Where does the string "Returns" occur in the records below? Copy every line that holds it.
* * * * *
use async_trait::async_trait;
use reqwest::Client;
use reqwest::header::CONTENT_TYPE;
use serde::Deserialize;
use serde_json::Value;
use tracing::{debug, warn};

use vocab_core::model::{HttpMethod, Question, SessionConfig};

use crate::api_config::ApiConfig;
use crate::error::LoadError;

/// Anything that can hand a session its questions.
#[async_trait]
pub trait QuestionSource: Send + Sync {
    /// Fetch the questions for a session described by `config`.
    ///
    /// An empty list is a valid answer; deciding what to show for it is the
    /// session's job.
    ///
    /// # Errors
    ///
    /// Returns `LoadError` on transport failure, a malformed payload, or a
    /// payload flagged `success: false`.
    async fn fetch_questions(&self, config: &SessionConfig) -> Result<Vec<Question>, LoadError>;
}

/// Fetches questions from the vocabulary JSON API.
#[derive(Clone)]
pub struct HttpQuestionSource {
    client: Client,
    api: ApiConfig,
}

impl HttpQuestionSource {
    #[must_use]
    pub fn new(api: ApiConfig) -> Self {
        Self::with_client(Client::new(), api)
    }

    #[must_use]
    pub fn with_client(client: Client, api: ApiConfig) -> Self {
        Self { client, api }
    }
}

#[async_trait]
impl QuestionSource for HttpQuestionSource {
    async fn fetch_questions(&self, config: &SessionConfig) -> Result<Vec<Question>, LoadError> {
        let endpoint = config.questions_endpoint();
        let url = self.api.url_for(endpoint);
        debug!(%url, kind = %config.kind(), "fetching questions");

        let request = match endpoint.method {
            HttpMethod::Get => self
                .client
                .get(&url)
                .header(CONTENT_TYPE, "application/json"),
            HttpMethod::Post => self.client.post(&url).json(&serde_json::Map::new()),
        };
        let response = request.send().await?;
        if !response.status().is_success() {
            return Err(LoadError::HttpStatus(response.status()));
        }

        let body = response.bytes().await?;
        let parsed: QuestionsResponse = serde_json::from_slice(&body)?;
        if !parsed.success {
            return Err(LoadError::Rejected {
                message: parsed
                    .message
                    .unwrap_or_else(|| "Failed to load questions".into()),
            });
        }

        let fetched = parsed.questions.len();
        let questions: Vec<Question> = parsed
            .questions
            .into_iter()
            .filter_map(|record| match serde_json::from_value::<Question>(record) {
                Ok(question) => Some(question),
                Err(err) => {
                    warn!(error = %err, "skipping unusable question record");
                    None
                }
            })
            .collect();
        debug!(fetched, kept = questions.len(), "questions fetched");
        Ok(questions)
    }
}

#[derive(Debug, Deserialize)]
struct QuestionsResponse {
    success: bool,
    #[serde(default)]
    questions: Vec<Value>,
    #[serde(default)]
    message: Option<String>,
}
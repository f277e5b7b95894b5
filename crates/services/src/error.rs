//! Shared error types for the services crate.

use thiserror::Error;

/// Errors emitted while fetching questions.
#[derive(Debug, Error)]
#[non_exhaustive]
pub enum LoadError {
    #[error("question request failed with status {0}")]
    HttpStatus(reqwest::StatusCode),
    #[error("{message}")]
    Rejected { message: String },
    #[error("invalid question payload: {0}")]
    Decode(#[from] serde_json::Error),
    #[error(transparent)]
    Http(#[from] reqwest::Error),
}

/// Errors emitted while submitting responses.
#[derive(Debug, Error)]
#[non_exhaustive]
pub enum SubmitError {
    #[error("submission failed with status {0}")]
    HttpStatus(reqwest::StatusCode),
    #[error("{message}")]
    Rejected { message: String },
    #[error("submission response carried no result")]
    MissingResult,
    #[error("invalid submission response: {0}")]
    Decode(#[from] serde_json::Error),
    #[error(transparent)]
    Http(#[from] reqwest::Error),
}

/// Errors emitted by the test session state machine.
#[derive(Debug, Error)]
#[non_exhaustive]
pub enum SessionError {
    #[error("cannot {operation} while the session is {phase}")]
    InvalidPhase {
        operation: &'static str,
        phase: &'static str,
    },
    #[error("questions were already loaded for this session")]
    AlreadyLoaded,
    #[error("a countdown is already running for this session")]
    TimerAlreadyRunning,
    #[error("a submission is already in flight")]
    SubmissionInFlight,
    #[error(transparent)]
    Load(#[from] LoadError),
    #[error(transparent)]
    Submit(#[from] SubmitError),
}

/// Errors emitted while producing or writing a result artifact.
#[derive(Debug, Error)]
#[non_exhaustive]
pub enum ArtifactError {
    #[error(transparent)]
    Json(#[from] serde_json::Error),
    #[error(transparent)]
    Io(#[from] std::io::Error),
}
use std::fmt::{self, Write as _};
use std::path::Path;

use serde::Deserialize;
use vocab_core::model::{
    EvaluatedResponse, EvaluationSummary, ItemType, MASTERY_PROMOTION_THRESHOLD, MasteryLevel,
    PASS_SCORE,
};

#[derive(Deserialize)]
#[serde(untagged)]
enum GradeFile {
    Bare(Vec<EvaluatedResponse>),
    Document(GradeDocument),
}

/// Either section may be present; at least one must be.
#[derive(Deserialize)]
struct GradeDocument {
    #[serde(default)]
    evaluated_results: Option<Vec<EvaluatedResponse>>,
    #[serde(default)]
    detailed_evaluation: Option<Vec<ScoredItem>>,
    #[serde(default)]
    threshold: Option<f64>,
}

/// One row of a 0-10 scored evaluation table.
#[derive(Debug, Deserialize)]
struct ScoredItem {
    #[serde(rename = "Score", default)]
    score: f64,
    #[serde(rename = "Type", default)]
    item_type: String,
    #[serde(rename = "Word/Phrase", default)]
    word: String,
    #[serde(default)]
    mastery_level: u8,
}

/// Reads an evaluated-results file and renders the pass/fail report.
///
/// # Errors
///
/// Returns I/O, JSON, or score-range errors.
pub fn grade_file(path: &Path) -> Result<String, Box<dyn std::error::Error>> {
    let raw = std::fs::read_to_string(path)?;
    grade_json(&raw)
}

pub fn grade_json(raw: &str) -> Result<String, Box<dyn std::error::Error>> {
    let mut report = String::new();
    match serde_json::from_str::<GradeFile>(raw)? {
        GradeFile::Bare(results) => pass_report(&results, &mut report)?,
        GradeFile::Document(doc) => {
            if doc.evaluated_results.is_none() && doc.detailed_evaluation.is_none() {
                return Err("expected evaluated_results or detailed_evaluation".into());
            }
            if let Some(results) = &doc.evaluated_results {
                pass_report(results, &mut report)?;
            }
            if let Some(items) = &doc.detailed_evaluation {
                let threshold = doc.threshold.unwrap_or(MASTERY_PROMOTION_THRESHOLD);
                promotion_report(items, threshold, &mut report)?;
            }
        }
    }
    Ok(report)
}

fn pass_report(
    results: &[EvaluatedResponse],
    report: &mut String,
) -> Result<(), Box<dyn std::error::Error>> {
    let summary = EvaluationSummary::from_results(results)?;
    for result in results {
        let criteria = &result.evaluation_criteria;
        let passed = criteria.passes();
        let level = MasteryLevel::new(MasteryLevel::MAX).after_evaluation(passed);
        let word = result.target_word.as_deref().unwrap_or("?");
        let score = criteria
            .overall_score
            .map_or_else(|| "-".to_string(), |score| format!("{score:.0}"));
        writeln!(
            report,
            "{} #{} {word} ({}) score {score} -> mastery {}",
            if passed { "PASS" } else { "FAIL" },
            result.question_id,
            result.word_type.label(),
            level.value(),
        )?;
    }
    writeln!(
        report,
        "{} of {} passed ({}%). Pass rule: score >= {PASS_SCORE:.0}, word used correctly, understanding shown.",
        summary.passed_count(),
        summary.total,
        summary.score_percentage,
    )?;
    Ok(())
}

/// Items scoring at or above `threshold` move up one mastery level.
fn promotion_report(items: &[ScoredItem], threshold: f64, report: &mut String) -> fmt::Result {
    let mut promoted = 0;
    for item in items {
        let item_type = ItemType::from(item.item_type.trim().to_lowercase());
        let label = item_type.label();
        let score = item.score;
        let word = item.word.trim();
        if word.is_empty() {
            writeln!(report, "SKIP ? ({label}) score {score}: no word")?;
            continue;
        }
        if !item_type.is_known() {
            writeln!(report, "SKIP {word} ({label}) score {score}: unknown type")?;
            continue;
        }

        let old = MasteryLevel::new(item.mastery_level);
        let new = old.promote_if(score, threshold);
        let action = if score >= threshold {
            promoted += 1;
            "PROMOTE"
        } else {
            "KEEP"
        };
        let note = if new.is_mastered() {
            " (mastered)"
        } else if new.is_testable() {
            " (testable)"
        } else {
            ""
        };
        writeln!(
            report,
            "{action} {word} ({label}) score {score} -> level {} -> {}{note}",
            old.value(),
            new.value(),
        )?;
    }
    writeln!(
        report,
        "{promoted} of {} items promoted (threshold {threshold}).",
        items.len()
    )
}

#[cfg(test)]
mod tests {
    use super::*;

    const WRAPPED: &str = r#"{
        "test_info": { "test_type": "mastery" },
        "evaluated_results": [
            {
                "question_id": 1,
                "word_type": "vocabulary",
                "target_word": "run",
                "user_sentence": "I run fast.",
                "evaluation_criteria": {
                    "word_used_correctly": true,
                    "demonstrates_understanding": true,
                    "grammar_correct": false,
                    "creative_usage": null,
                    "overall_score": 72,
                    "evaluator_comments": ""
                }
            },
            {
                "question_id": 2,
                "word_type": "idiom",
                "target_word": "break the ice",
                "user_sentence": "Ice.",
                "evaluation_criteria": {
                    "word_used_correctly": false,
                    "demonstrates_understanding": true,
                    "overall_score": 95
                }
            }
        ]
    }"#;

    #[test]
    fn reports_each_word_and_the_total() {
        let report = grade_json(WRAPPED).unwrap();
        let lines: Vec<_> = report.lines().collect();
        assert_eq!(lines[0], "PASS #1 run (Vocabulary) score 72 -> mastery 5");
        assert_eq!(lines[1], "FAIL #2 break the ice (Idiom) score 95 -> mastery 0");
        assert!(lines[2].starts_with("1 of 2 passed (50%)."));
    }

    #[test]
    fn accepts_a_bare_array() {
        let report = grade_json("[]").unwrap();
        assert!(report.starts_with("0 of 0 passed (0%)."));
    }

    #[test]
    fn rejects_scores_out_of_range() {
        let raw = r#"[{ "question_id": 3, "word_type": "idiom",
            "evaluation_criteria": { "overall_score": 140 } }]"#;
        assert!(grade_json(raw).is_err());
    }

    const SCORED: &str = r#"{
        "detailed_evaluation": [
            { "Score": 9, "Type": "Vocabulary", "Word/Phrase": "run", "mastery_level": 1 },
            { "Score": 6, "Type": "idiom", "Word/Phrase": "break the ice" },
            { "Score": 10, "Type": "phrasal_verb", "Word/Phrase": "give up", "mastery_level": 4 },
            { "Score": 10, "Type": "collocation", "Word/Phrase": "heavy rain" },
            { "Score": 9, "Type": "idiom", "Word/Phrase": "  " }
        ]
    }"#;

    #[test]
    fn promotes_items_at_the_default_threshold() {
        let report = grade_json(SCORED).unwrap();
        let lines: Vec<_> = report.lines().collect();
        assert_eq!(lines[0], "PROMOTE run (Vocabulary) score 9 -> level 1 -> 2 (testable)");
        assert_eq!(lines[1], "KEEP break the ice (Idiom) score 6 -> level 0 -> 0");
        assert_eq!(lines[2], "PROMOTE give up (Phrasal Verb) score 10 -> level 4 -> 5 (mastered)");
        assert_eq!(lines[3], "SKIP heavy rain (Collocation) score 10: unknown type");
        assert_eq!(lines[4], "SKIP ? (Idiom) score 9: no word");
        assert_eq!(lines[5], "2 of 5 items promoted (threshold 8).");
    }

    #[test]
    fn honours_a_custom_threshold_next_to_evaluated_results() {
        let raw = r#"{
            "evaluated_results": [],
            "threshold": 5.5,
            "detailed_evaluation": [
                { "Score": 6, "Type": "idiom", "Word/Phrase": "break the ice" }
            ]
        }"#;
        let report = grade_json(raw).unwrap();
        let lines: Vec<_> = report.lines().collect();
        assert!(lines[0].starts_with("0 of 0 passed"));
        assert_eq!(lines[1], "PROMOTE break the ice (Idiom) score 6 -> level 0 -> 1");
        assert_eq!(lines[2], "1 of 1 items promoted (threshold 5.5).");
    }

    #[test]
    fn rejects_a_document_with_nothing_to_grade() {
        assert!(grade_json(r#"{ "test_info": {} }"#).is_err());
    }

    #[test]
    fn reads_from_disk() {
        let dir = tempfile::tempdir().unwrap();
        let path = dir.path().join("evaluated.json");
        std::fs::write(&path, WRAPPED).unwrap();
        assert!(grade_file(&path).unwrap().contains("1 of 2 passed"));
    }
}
* * * * *
### [EXERCISE RESPONSE]
    /// Returns `LoadError` on transport failure, a malformed payload, or a
/// Returns I/O, JSON, or score-range errors.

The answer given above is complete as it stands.